Se fue El Gráfico, con su rica historia y sus recuerdos imborrables

Cuando Boca le ganaba a River; cuando el xeneize se quedaba con la Libertadores o con un título local; cuando el seleccionado argentino se llevaba una Copa América o -ni hablar- un mundial, había que esperar la tapa de El Gráfico.
Por Claudio Siniscalco
En esas pocas y gloriosas ocasiones la compraba sí o sí. Pero todas las semanas iba al kiosco, veía la tapa y (dependiendo de la buena voluntad del kiosquero) le pegaba una ojeada.
Leyendo El Gráfico, las victorias de Boca, de la selección, o incluso las de Guillermo Vilas, tomaban vida nuevamente. Era como que esos triunfos ocurrían dos veces: cuando realmente sucedían y cuando los veía en la revista.
Aunque tenía competencia -recuerdo la revista Goles-, El Gráfico era única. Sus tapas (la ansiedad que generaba cada domingo esperar unas horas para saber cómo iba a ser la portada), sus coberturas fotográficas extensas y tan bien logradas, sus crónicas detalladas.
El Gráfico tenía buenos textos, pero sobre todo grandes fotos. Aunque hubiese visto los goles en el noticiero del domingo a la noche, igual esperaba las fotos de El Gráfico, que siempre captaban el momento preciso que era necesario captar: un arquero volando, una pelota entrando al arco, el festejo de un gol…

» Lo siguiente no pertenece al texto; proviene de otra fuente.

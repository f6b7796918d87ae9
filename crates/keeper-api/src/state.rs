//! Application state wiring the bookmark store to its configured backend.
//!
//! `BookmarkStore` is generic over the blob backend; the CLI pins it to
//! `BoxBlobStore` so the backend can be chosen from config at startup.

use std::path::Path;
use std::sync::Arc;

use anyhow::Context;

use keeper_core::bookmarks::{BookmarkStore, StoreOptions};
use keeper_core::storage::box_blob_store::BoxBlobStore;
use keeper_infra::config::{load_effective_config, resolve_data_dir};
use keeper_infra::storage::build_blob_store;
use keeper_types::config::KeeperConfig;

pub type ConcreteBookmarkStore = BookmarkStore<BoxBlobStore>;

/// Shared state for command handlers.
#[derive(Clone)]
pub struct AppState {
    pub store: Arc<ConcreteBookmarkStore>,
}

impl AppState {
    /// Resolve the data directory, load config and build the store.
    pub async fn init() -> anyhow::Result<Self> {
        let data_dir = resolve_data_dir();
        let config = load_effective_config(&data_dir).await;
        Self::from_config(&config, &data_dir)
    }

    pub fn from_config(config: &KeeperConfig, data_dir: &Path) -> anyhow::Result<Self> {
        let backend = build_blob_store(config, data_dir)
            .with_context(|| format!("failed to set up the {} backend", config.backend))?;
        let options = StoreOptions::from_config(&config.bucket, config.writes)
            .context("invalid [bucket] configuration")?;
        let store = BookmarkStore::new(backend, options).context("invalid store configuration")?;

        tracing::debug!(
            backend = %config.backend,
            data_dir = %data_dir.display(),
            "application state ready"
        );

        Ok(Self {
            store: Arc::new(store),
        })
    }
}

El Gráfico dejó una huella en los amantes del deporte, y en especial del fútbol. Durante años guardé los ejemplares que me traían alegrías. Quién sabe dónde fueron a parar.
Se fue El Gráfico. Pero su marca, sus recuerdos, su capacidad de revivir buenos momentos (aunque sean efímeros) se quedan para siempre en la cabeza y en el corazón.